# Mathematical Biology Seminar: Age-Structured Population Models of Tissue Organization

**Author: Lona** | Image: Lona

**Author: Lona** | Image: Lona

Speaker: **Anayse Miller**, Iowa State University (Mathematics)

Abstract: *Age-Structured Population Models of Tissue Organization* Tissue disorganization is present in many diseases, including cancer. In the case of cancer, genetic mutations cause tissue to go from a healthy steady-state to an unhealthy system. In order to gain a better understanding of this process, we first must have a model that accurately represents the healthy steady-state. In a steady-state the total population of cells remains constant in time. We model tissue organization by a population of tissue cells that age to a maximum age, leading to a partial differential equation (PDE) modeling the cell population as a function of age and time.

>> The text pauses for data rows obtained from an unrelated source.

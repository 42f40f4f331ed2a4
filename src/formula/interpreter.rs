//! Tree-walking evaluator for parsed formula bodies.
//!
//! Evaluation is deterministic and side-effect-free with respect to the
//! namespace: the only mutable state is the interpreter's own local
//! variables and the warning list. Arithmetic uses checked decimal
//! operations, so failures surface as typed errors instead of wrapping or
//! panicking.

use std::collections::HashMap;
use std::str::FromStr;

use rust_decimal::prelude::FromPrimitive;
use rust_decimal::{Decimal, RoundingStrategy};
use serde_json::Value as JsonValue;

use super::EvalError;
use super::ast::{BinaryOp, Expr, MathFn, Path, Program, Stmt, UnaryOp};
use super::namespace::{Namespace, Resolution};

/// A runtime value: formulas compute with numbers and booleans only.
#[derive(Debug, Clone, Copy, PartialEq)]
pub enum Value {
    /// A decimal number.
    Number(Decimal),
    /// A boolean, produced by comparisons and consumed by conditions.
    Bool(bool),
}

impl Value {
    fn as_number(self, context: &str) -> Result<Decimal, EvalError> {
        match self {
            Value::Number(n) => Ok(n),
            Value::Bool(_) => Err(EvalError::TypeMismatch {
                message: format!("{} expects a number, found a boolean", context),
            }),
        }
    }

    fn as_bool(self, context: &str) -> Result<bool, EvalError> {
        match self {
            Value::Bool(b) => Ok(b),
            Value::Number(_) => Err(EvalError::TypeMismatch {
                message: format!("{} expects a boolean, found a number", context),
            }),
        }
    }
}

/// The result of successfully evaluating one formula body.
#[derive(Debug, Clone, PartialEq)]
pub struct Outcome {
    /// The computed numeric value.
    pub value: Decimal,
    /// Paths that resolved to `0` because they were absent.
    pub warnings: Vec<String>,
}

/// Evaluates a parsed formula body against a namespace.
///
/// Expression bodies yield their expression's value; script bodies run to
/// a `return`. The final value must be numeric. Missing namespace paths
/// default to `0` and are reported in [`Outcome::warnings`]; every other
/// failure is a typed [`EvalError`] the caller records and recovers from.
pub fn evaluate(program: &Program, namespace: &Namespace) -> Result<Outcome, EvalError> {
    let mut interpreter = Interpreter {
        namespace,
        scalars: HashMap::new(),
        elements: HashMap::new(),
        warnings: Vec::new(),
    };

    let value = match program {
        Program::Expression(expr) => interpreter.eval(expr)?,
        Program::Script(stmts) => match interpreter.exec_all(stmts)? {
            Flow::Return(value) => value,
            Flow::Break => return Err(EvalError::BreakOutsideLoop),
            Flow::Normal => return Err(EvalError::NoReturnValue),
        },
    };

    match value {
        Value::Number(value) => Ok(Outcome {
            value,
            warnings: interpreter.warnings,
        }),
        Value::Bool(_) => Err(EvalError::TypeMismatch {
            message: "formula produced a boolean, expected a number".to_string(),
        }),
    }
}

/// How a statement's execution ended.
enum Flow {
    Normal,
    Break,
    Return(Value),
}

struct Interpreter<'a> {
    namespace: &'a Namespace,
    /// `let` bindings.
    scalars: HashMap<String, Value>,
    /// Loop variables, each bound to one array element.
    elements: HashMap<String, JsonValue>,
    warnings: Vec<String>,
}

impl<'a> Interpreter<'a> {
    // --- Statements ---

    fn exec_all(&mut self, stmts: &[Stmt]) -> Result<Flow, EvalError> {
        for stmt in stmts {
            match self.exec(stmt)? {
                Flow::Normal => {}
                other => return Ok(other),
            }
        }
        Ok(Flow::Normal)
    }

    fn exec(&mut self, stmt: &Stmt) -> Result<Flow, EvalError> {
        match stmt {
            Stmt::Let { name, value } => {
                let value = self.eval(value)?;
                self.scalars.insert(name.clone(), value);
                Ok(Flow::Normal)
            }
            Stmt::Assign { name, value } => {
                if !self.scalars.contains_key(name) {
                    return Err(EvalError::AssignmentToUndeclared { name: name.clone() });
                }
                let value = self.eval(value)?;
                self.scalars.insert(name.clone(), value);
                Ok(Flow::Normal)
            }
            Stmt::If {
                condition,
                then_body,
                else_body,
            } => {
                if self.eval(condition)?.as_bool("if condition")? {
                    self.exec_all(then_body)
                } else {
                    self.exec_all(else_body)
                }
            }
            Stmt::For {
                variable,
                array,
                body,
            } => self.exec_for(variable, array, body),
            Stmt::Break => Ok(Flow::Break),
            Stmt::Return(expr) => Ok(Flow::Return(self.eval(expr)?)),
        }
    }

    fn exec_for(&mut self, variable: &str, array: &Path, body: &[Stmt]) -> Result<Flow, EvalError> {
        if self.scalars.contains_key(&array.base) || self.elements.contains_key(&array.base) {
            return Err(EvalError::NotAnArray {
                path: array.dotted(),
            });
        }

        let items = match self.namespace.resolve(&array.base, &array.segments) {
            Resolution::Value(JsonValue::Array(items)) => items,
            Resolution::Value(_) | Resolution::Missing => {
                return Err(EvalError::NotAnArray {
                    path: array.dotted(),
                });
            }
            Resolution::UnknownRoot => {
                return Err(EvalError::UnknownVariable {
                    name: array.base.clone(),
                });
            }
        };

        // The loop variable shadows any same-named variable from an outer
        // loop; the shadowed binding is restored afterwards.
        let shadowed = self.elements.remove(variable);
        let mut flow = Flow::Normal;
        for item in items {
            self.elements.insert(variable.to_string(), item.clone());
            match self.exec_all(body)? {
                Flow::Normal => {}
                Flow::Break => break,
                returned @ Flow::Return(_) => {
                    flow = returned;
                    break;
                }
            }
        }
        self.elements.remove(variable);
        if let Some(previous) = shadowed {
            self.elements.insert(variable.to_string(), previous);
        }
        Ok(flow)
    }

    // --- Expressions ---

    fn eval(&mut self, expr: &Expr) -> Result<Value, EvalError> {
        match expr {
            Expr::Number(value) => Ok(Value::Number(*value)),
            Expr::Bool(value) => Ok(Value::Bool(*value)),
            Expr::Path(path) => self.eval_path(path),
            Expr::Call { function, args } => self.eval_call(*function, args),
            Expr::Unary { op, operand } => {
                let operand = self.eval(operand)?;
                match op {
                    UnaryOp::Neg => Ok(Value::Number(-operand.as_number("negation")?)),
                    UnaryOp::Not => Ok(Value::Bool(!operand.as_bool("'!'")?)),
                }
            }
            Expr::Binary { op, lhs, rhs } => self.eval_binary(*op, lhs, rhs),
            Expr::Ternary {
                condition,
                then_branch,
                else_branch,
            } => {
                if self.eval(condition)?.as_bool("ternary condition")? {
                    self.eval(then_branch)
                } else {
                    self.eval(else_branch)
                }
            }
        }
    }

    fn eval_path(&mut self, path: &Path) -> Result<Value, EvalError> {
        if path.segments.is_empty() {
            if let Some(value) = self.scalars.get(&path.base) {
                return Ok(*value);
            }
            if self.elements.contains_key(&path.base) {
                return Err(EvalError::TypeMismatch {
                    message: format!("loop variable '{}' is not a scalar", path.base),
                });
            }
        } else if let Some(element) = self.elements.get(&path.base) {
            let mut current = element;
            for segment in &path.segments {
                match current.get(segment) {
                    Some(next) => current = next,
                    None => return Ok(self.default_for_missing(&path.dotted())),
                }
            }
            let current = current.clone();
            return self.scalar_from_json(&current, &path.dotted());
        } else if self.scalars.contains_key(&path.base) {
            return Err(EvalError::TypeMismatch {
                message: format!("variable '{}' has no fields", path.base),
            });
        }

        match self.namespace.resolve(&path.base, &path.segments) {
            Resolution::Value(json) => {
                let json = json.clone();
                self.scalar_from_json(&json, &path.dotted())
            }
            Resolution::Missing => Ok(self.default_for_missing(&path.dotted())),
            Resolution::UnknownRoot => Err(EvalError::UnknownVariable {
                name: path.base.clone(),
            }),
        }
    }

    /// Best-effort namespace access: an absent path reads as zero, with a
    /// warning recorded so the substitution is visible to operators.
    fn default_for_missing(&mut self, path: &str) -> Value {
        self.warnings
            .push(format!("'{}' resolved to 0 (missing value)", path));
        Value::Number(Decimal::ZERO)
    }

    fn scalar_from_json(&mut self, json: &JsonValue, path: &str) -> Result<Value, EvalError> {
        match json {
            JsonValue::Bool(b) => Ok(Value::Bool(*b)),
            JsonValue::String(s) => {
                Decimal::from_str(s)
                    .map(Value::Number)
                    .map_err(|_| EvalError::TypeMismatch {
                        message: format!("'{}' is not numeric", path),
                    })
            }
            JsonValue::Number(n) => {
                let decimal = if let Some(i) = n.as_i64() {
                    Some(Decimal::from(i))
                } else if let Some(u) = n.as_u64() {
                    Some(Decimal::from(u))
                } else {
                    n.as_f64().and_then(Decimal::from_f64)
                };
                decimal.map(Value::Number).ok_or(EvalError::Overflow)
            }
            JsonValue::Null => Ok(self.default_for_missing(path)),
            JsonValue::Array(_) | JsonValue::Object(_) => Err(EvalError::TypeMismatch {
                message: format!("'{}' does not resolve to a scalar", path),
            }),
        }
    }

    fn eval_call(&mut self, function: MathFn, args: &[Expr]) -> Result<Value, EvalError> {
        let mut numbers = Vec::with_capacity(args.len());
        for arg in args {
            numbers.push(self.eval(arg)?.as_number(function.name())?);
        }
        let value = match function {
            MathFn::Min => numbers[0].min(numbers[1]),
            MathFn::Max => numbers[0].max(numbers[1]),
            MathFn::Abs => numbers[0].abs(),
            MathFn::Floor => numbers[0].floor(),
            MathFn::Ceil => numbers[0].ceil(),
            MathFn::Round => {
                numbers[0].round_dp_with_strategy(0, RoundingStrategy::MidpointAwayFromZero)
            }
        };
        Ok(Value::Number(value))
    }

    fn eval_binary(&mut self, op: BinaryOp, lhs: &Expr, rhs: &Expr) -> Result<Value, EvalError> {
        // Boolean operators short-circuit; everything else evaluates both
        // sides eagerly.
        match op {
            BinaryOp::And => {
                return if self.eval(lhs)?.as_bool("'&&'")? {
                    Ok(Value::Bool(self.eval(rhs)?.as_bool("'&&'")?))
                } else {
                    Ok(Value::Bool(false))
                };
            }
            BinaryOp::Or => {
                return if self.eval(lhs)?.as_bool("'||'")? {
                    Ok(Value::Bool(true))
                } else {
                    Ok(Value::Bool(self.eval(rhs)?.as_bool("'||'")?))
                };
            }
            _ => {}
        }

        let left = self.eval(lhs)?;
        let right = self.eval(rhs)?;

        if op == BinaryOp::Eq || op == BinaryOp::NotEq {
            let equal = match (left, right) {
                (Value::Number(a), Value::Number(b)) => a == b,
                (Value::Bool(a), Value::Bool(b)) => a == b,
                _ => {
                    return Err(EvalError::TypeMismatch {
                        message: "cannot compare a number with a boolean".to_string(),
                    });
                }
            };
            return Ok(Value::Bool(if op == BinaryOp::Eq { equal } else { !equal }));
        }

        let a = left.as_number(op_name(op))?;
        let b = right.as_number(op_name(op))?;
        match op {
            BinaryOp::Add => a.checked_add(b).map(Value::Number).ok_or(EvalError::Overflow),
            BinaryOp::Sub => a.checked_sub(b).map(Value::Number).ok_or(EvalError::Overflow),
            BinaryOp::Mul => a.checked_mul(b).map(Value::Number).ok_or(EvalError::Overflow),
            BinaryOp::Div => {
                if b.is_zero() {
                    Err(EvalError::DivisionByZero)
                } else {
                    a.checked_div(b).map(Value::Number).ok_or(EvalError::Overflow)
                }
            }
            BinaryOp::Rem => {
                if b.is_zero() {
                    Err(EvalError::DivisionByZero)
                } else {
                    a.checked_rem(b).map(Value::Number).ok_or(EvalError::Overflow)
                }
            }
            BinaryOp::Lt => Ok(Value::Bool(a < b)),
            BinaryOp::LtEq => Ok(Value::Bool(a <= b)),
            BinaryOp::Gt => Ok(Value::Bool(a > b)),
            BinaryOp::GtEq => Ok(Value::Bool(a >= b)),
            BinaryOp::And | BinaryOp::Or | BinaryOp::Eq | BinaryOp::NotEq => unreachable!(),
        }
    }
}

fn op_name(op: BinaryOp) -> &'static str {
    match op {
        BinaryOp::Add => "'+'",
        BinaryOp::Sub => "'-'",
        BinaryOp::Mul => "'*'",
        BinaryOp::Div => "'/'",
        BinaryOp::Rem => "'%'",
        BinaryOp::Lt => "'<'",
        BinaryOp::LtEq => "'<='",
        BinaryOp::Gt => "'>'",
        BinaryOp::GtEq => "'>='",
        BinaryOp::Eq => "'=='",
        BinaryOp::NotEq => "'!='",
        BinaryOp::And => "'&&'",
        BinaryOp::Or => "'||'",
    }
}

In order to investigate the existence and age-structure of a steady-state population of cells, we reduced the PDE to an ordinary differential equation (ODE) governing the steady-state population age distribution. The general solution to the ODE shows that if a steady-state exists, an age- structured population of cells of age a is equal to the probability of surviving to age a multiplied by the total birth rate. These values are determined by general birth and death rates, β(a) and μ(a) respectively. In the original PDE, assumptions of the birth and death rates were made to assure the model was biologically accurate, i.e. avoid immortality. The goal of this research is to investigate conditions for the existence of steady-states in which it is expected that relationships between the birth and death rates are necessary.